4. Get everything in perspective. Sometimes in the moment that email can seem absolutely momentous. The problem can seem so huge it feels like it's just sucking up all your energy and completely taking over your time. Here's where you have to give yourself a little tough love and shift your thinking to something a little bit more realistic. Is this the end of the world? Probably not. In 6 months, is this situation still going to be going on, or even matter? In most cases, no. Talk yourself off the ledge and give yourself an accurate view of what is really happening and how much weight it really should carry.

5. Start collecting evidence. Break down the email and begin collecting evidence to back up your viewpoint. Find old emails, reference old conversations or collect some statistics and data. Write down a couple bullet points with your perspective under each point to being to organize your thoughts. 

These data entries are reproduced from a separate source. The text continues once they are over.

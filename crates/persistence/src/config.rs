//! Storage configuration.
//!
//! [`StorageConfig`] selects the backend and carries its connection
//! settings. It deserializes with serde (every field has a default) and can
//! be overlaid from environment variables.
//!
//! # Environment Variables
//!
//! | Variable | Default | Description |
//! |----------|---------|-------------|
//! | `NEUTRINO_STORAGE_BACKEND` | memory | `memory`, `mongodb` or `rethinkdb` |
//! | `NEUTRINO_STORAGE_URL` | memory://default | Connection string |
//! | `NEUTRINO_DATABASE` | neutrino | Database name |
//! | `NEUTRINO_CONNECT_TIMEOUT_MS` | 5000 | Bound on the initial connect |
//! | `NEUTRINO_OPERATION_TIMEOUT_MS` | (none) | Default per-operation deadline |
//! | `NEUTRINO_RETHINKDB_USER` | admin | RethinkDB account |
//! | `NEUTRINO_RETHINKDB_PASSWORD` | (empty) | RethinkDB password |
//!
//! # Example
//!
//! ```
//! use neutrino_persistence::config::{BackendSelection, StorageConfig};
//!
//! let config = StorageConfig {
//!     backend: BackendSelection::Memory,
//!     database: "test".to_string(),
//!     ..Default::default()
//! };
//! assert_eq!(config.connection_string, "memory://default");
//! ```

use std::fmt;
use std::str::FromStr;
use std::time::Duration;

use serde::{Deserialize, Serialize};
use thiserror::Error;

use crate::core::OperationContext;

/// Errors raised while reading configuration.
#[derive(Error, Debug, Clone, PartialEq, Eq)]
pub enum ConfigError {
    /// The backend name is not one of the supported backends.
    #[error("unknown storage backend '{0}', expected memory, mongodb or rethinkdb")]
    UnknownBackend(String),

    /// An environment variable holds a value of the wrong type.
    #[error("invalid value '{value}' for {variable}: {message}")]
    InvalidValue {
        /// Variable name.
        variable: String,
        /// Offending value.
        value: String,
        /// What was expected.
        message: String,
    },
}

/// Which storage backend to use.
#[derive(Debug, Clone, Copy, Default, PartialEq, Eq, Serialize, Deserialize)]
#[serde(rename_all = "lowercase")]
pub enum BackendSelection {
    /// In-process store.
    #[default]
    Memory,
    /// MongoDB (requires the `mongodb` feature).
    MongoDB,
    /// RethinkDB (requires the `rethinkdb` feature).
    RethinkDB,
}

impl fmt::Display for BackendSelection {
    fn fmt(&self, f: &mut fmt::Formatter<'_>) -> fmt::Result {
        match self {
            BackendSelection::Memory => write!(f, "memory"),
            BackendSelection::MongoDB => write!(f, "mongodb"),
            BackendSelection::RethinkDB => write!(f, "rethinkdb"),
        }
    }
}

impl FromStr for BackendSelection {
    type Err = ConfigError;

    fn from_str(s: &str) -> Result<Self, Self::Err> {
        match s.trim().to_ascii_lowercase().as_str() {
            "memory" | "mem" => Ok(BackendSelection::Memory),
            "mongodb" | "mongo" => Ok(BackendSelection::MongoDB),
            "rethinkdb" | "rethink" => Ok(BackendSelection::RethinkDB),
            _ => Err(ConfigError::UnknownBackend(s.to_string())),
        }
    }
}

/// Configuration of the storage layer.
#[derive(Clone, Serialize, Deserialize)]
pub struct StorageConfig {
    /// Backend to use (default: `memory`).
    #[serde(default)]
    pub backend: BackendSelection,

    /// Connection string passed to the backend (default: `memory://default`).
    #[serde(default = "default_connection_string")]
    pub connection_string: String,

    /// Database holding every collection (default: `neutrino`).
    #[serde(default = "default_database")]
    pub database: String,

    /// Bound on the initial connect in milliseconds (default: 5000).
    #[serde(default = "default_connect_timeout_ms")]
    pub connect_timeout_ms: u64,

    /// Deadline applied by [`OperationContext::from_config`] (default: none).
    #[serde(default)]
    pub operation_timeout_ms: Option<u64>,

    /// Suggested capacity of change feed channels (default: 256).
    #[serde(default = "default_change_buffer")]
    pub change_buffer: usize,

    /// MongoDB driver pool size (default: 10).
    #[serde(default = "default_max_pool_size")]
    pub max_pool_size: u32,

    /// RethinkDB account when the connection string has none (default: `admin`).
    #[serde(default = "default_rethinkdb_user")]
    pub rethinkdb_user: String,

    /// RethinkDB password (default: empty).
    #[serde(default)]
    pub rethinkdb_password: String,
}

fn default_connection_string() -> String {
    "memory://default".to_string()
}

fn default_database() -> String {
    "neutrino".to_string()
}

fn default_connect_timeout_ms() -> u64 {
    5000
}

fn default_change_buffer() -> usize {
    256
}

fn default_max_pool_size() -> u32 {
    10
}

fn default_rethinkdb_user() -> String {
    "admin".to_string()
}

impl Default for StorageConfig {
    fn default() -> Self {
        Self {
            backend: BackendSelection::default(),
            connection_string: default_connection_string(),
            database: default_database(),
            connect_timeout_ms: default_connect_timeout_ms(),
            operation_timeout_ms: None,
            change_buffer: default_change_buffer(),
            max_pool_size: default_max_pool_size(),
            rethinkdb_user: default_rethinkdb_user(),
            rethinkdb_password: String::new(),
        }
    }
}

impl fmt::Debug for StorageConfig {
    fn fmt(&self, f: &mut fmt::Formatter<'_>) -> fmt::Result {
        f.debug_struct("StorageConfig")
            .field("backend", &self.backend)
            .field(
                "connection_string",
                &crate::core::redact_connection_string(&self.connection_string),
            )
            .field("database", &self.database)
            .field("connect_timeout_ms", &self.connect_timeout_ms)
            .field("operation_timeout_ms", &self.operation_timeout_ms)
            .field("change_buffer", &self.change_buffer)
            .field("max_pool_size", &self.max_pool_size)
            .field("rethinkdb_user", &self.rethinkdb_user)
            .finish_non_exhaustive()
    }
}

impl StorageConfig {
    /// Builds a configuration from defaults overlaid with environment variables.
    ///
    /// # Errors
    ///
    /// Returns `ConfigError` if a variable is set to an unparsable value.
    pub fn from_env() -> Result<Self, ConfigError> {
        Self::default().overlay(|key| std::env::var(key).ok())
    }

    /// Overlays values found through `lookup` onto this configuration.
    pub fn overlay<F>(mut self, lookup: F) -> Result<Self, ConfigError>
    where
        F: Fn(&str) -> Option<String>,
    {
        if let Some(value) = lookup("NEUTRINO_STORAGE_BACKEND") {
            self.backend = value.parse()?;
        }
        if let Some(value) = lookup("NEUTRINO_STORAGE_URL") {
            self.connection_string = value;
        }
        if let Some(value) = lookup("NEUTRINO_DATABASE") {
            self.database = value;
        }
        if let Some(value) = lookup("NEUTRINO_CONNECT_TIMEOUT_MS") {
            self.connect_timeout_ms = parse_millis("NEUTRINO_CONNECT_TIMEOUT_MS", &value)?;
        }
        if let Some(value) = lookup("NEUTRINO_OPERATION_TIMEOUT_MS") {
            self.operation_timeout_ms =
                Some(parse_millis("NEUTRINO_OPERATION_TIMEOUT_MS", &value)?);
        }
        if let Some(value) = lookup("NEUTRINO_RETHINKDB_USER") {
            self.rethinkdb_user = value;
        }
        if let Some(value) = lookup("NEUTRINO_RETHINKDB_PASSWORD") {
            self.rethinkdb_password = value;
        }
        Ok(self)
    }

    /// Bound on the initial connect.
    pub fn connect_timeout(&self) -> Duration {
        Duration::from_millis(self.connect_timeout_ms)
    }

    /// Default per-operation deadline, if any.
    pub fn operation_timeout(&self) -> Option<Duration> {
        self.operation_timeout_ms.map(Duration::from_millis)
    }
}

fn parse_millis(variable: &str, value: &str) -> Result<u64, ConfigError> {
    value
        .trim()
        .parse::<u64>()
        .map_err(|err| ConfigError::InvalidValue {
            variable: variable.to_string(),
            value: value.to_string(),
            message: err.to_string(),
        })
}

impl OperationContext {
    /// A background context carrying the configured operation deadline.
    pub fn from_config(config: &StorageConfig) -> Self {
        match config.operation_timeout() {
            Some(timeout) => Self::background().with_timeout(timeout),
            None => Self::background(),
        }
    }
}

/// Initializes the tracing subscriber for logging.
///
/// `RUST_LOG` takes precedence; otherwise this crate logs at `level`
/// (error, warn, info, debug, trace). Returns `false` if a global subscriber
/// was already installed.
pub fn init_logging(level: &str) -> bool {
    use tracing_subscriber::{EnvFilter, fmt, prelude::*};

    let filter = EnvFilter::try_from_default_env()
        .unwrap_or_else(|_| EnvFilter::new(format!("neutrino_persistence={level}")));

    tracing_subscriber::registry()
        .with(fmt::layer())
        .with(filter)
        .try_init()
        .is_ok()
}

6. Be clear, concise and let down your defenses. It may be tempting to go on the defense, but if you do, you're going to come across as immature and irrational. Use clear language, and make your points in calm, factual ways. Don't exaggerate or embellish, but don't back down when you truly have a point to make either. And here's an important thing to remember - be willing to admit to situations where they may be right and the evidence points in their favor. Be honest with yourself, and them, even in situations where you have to swallow your pride and concede. 

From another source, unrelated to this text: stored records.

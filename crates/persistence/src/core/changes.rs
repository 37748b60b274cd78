//! Change feed subscriptions.
//!
//! A backend with live change notifications implements
//! [`ChangeFeedProvider`]. `subscribe` opens the backend cursor before it
//! returns, so a cursor that cannot be opened is reported immediately; the
//! cursor is then drained by a spawned task that forwards each change to the
//! caller's channel in delivery order.
//!
//! The returned [`Subscription`] is the only way to stop the feed. Cancelling
//! it (or dropping it, or dropping the receiving end of the channel) closes the
//! backend cursor and drops the sender, so the receiver observes end-of-stream.

use std::sync::Arc;

use async_trait::async_trait;
use tokio::sync::mpsc;
use tokio::task::JoinHandle;
use tokio_util::sync::CancellationToken;

use super::context::OperationContext;
use crate::error::{BackendError, StorageError, StorageResult};
use crate::types::{ChangeEvent, CollectionRef, Filter};

/// Backends that can stream live changes.
#[async_trait]
pub trait ChangeFeedProvider: Send + Sync {
    /// Streams changes to documents matching `filter` into `sink`.
    ///
    /// The subscription is cancelled together with `ctx`. The context deadline
    /// applies to opening the cursor only.
    ///
    /// # Errors
    ///
    /// * `StorageError::Subscription(CursorOpenFailed)` - If the cursor could not be opened
    async fn subscribe(
        &self,
        ctx: &OperationContext,
        collection: &CollectionRef,
        filter: &Filter,
        sink: mpsc::Sender<ChangeEvent>,
    ) -> StorageResult<Subscription>;
}

/// An open backend change cursor.
#[async_trait]
pub trait ChangeCursor: Send {
    /// Waits for the next change. `None` means the backend ended the feed.
    async fn next_change(&mut self) -> StorageResult<Option<ChangeEvent>>;

    /// Releases the cursor on the backend.
    async fn close(&mut self);
}

/// Handle to a running change feed.
#[derive(Debug)]
#[must_use = "dropping a Subscription cancels the feed"]
pub struct Subscription {
    collection: Arc<str>,
    token: CancellationToken,
    task: Option<JoinHandle<StorageResult<()>>>,
}

impl Subscription {
    /// Drains `cursor` into `sink` on a new task until `token` is cancelled.
    pub fn spawn<C>(
        collection: &CollectionRef,
        cursor: C,
        sink: mpsc::Sender<ChangeEvent>,
        token: CancellationToken,
    ) -> Self
    where
        C: ChangeCursor + 'static,
    {
        let name: Arc<str> = Arc::from(collection.name());
        let task = tokio::spawn(run_feed(name.clone(), cursor, sink, token.clone()));
        tracing::debug!(collection = %name, "Change feed started");

        Self {
            collection: name,
            token,
            task: Some(task),
        }
    }

    /// Physical name of the watched collection.
    pub fn collection(&self) -> &str {
        &self.collection
    }

    /// Stops the feed. The channel closes once the task has released the cursor.
    pub fn cancel(&self) {
        self.token.cancel();
    }

    /// Returns `true` once the feed was cancelled.
    pub fn is_cancelled(&self) -> bool {
        self.token.is_cancelled()
    }

    /// Returns `true` once the forwarding task has exited.
    pub fn is_finished(&self) -> bool {
        self.task.as_ref().is_none_or(|task| task.is_finished())
    }

    /// Waits for the forwarding task to exit and returns how it ended.
    pub async fn join(mut self) -> StorageResult<()> {
        match self.task.take() {
            Some(task) => task.await.map_err(|err| {
                StorageError::Backend(BackendError::Internal {
                    backend_name: "change-feed".to_string(),
                    message: format!("change feed task failed: {err}"),
                    source: Some(Box::new(err)),
                })
            })?,
            None => Ok(()),
        }
    }

    /// Cancels the feed and waits for the task to release the cursor.
    pub async fn shutdown(self) -> StorageResult<()> {
        self.cancel();
        self.join().await
    }
}

impl Drop for Subscription {
    fn drop(&mut self) {
        self.token.cancel();
    }
}

async fn run_feed<C: ChangeCursor>(
    collection: Arc<str>,
    mut cursor: C,
    sink: mpsc::Sender<ChangeEvent>,
    token: CancellationToken,
) -> StorageResult<()> {
    let result = pump(&mut cursor, &sink, &token).await;
    cursor.close().await;
    drop(sink);

    match &result {
        Ok(()) => tracing::debug!(collection = %collection, "Change feed closed"),
        Err(err) => tracing::error!(collection = %collection, error = %err, "Change feed failed"),
    }
    result
}

async fn pump<C: ChangeCursor>(
    cursor: &mut C,
    sink: &mpsc::Sender<ChangeEvent>,
    token: &CancellationToken,
) -> StorageResult<()> {
    loop {
        let next = tokio::select! {
            biased;
            _ = token.cancelled() => return Ok(()),
            _ = sink.closed() => return Ok(()),
            next = cursor.next_change() => next?,
        };

        let Some(event) = next else {
            return Ok(());
        };

        tokio::select! {
            biased;
            _ = token.cancelled() => return Ok(()),
            sent = sink.send(event) => {
                if sent.is_err() {
                    return Ok(());
                }
            }
        }
    }
}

7. Hit save, before sending. Don't send right after you finish. Instead, hit the save button and walk away, to re-evaluate again later. If the situation allows you to, give it a good 12-24 hours. When you look at it again, more time will have passed and your head will be even cooler. You'll be able to more accurately reflect on your language and phrasing to ensure you're 100% happy with everything you're about to say.

8. Fire and forget. As soon as you hit that send button, move on to another task. It's tempting to obsess over your email while you constantly hit refresh to see if you've gotten a response. Busying yourself with other activities will help keep your mind off of it while you await a response and keep you from wasting valuable time running through made up scenarios in your head. 

By the time the other party reads your well crafted email, chances are they will have had enough time to calm down as well and their response may be surprisingly rational. However, if they don't reply in a way that you would like them to, head on back to Step 1 and repeat the process all over again until they do.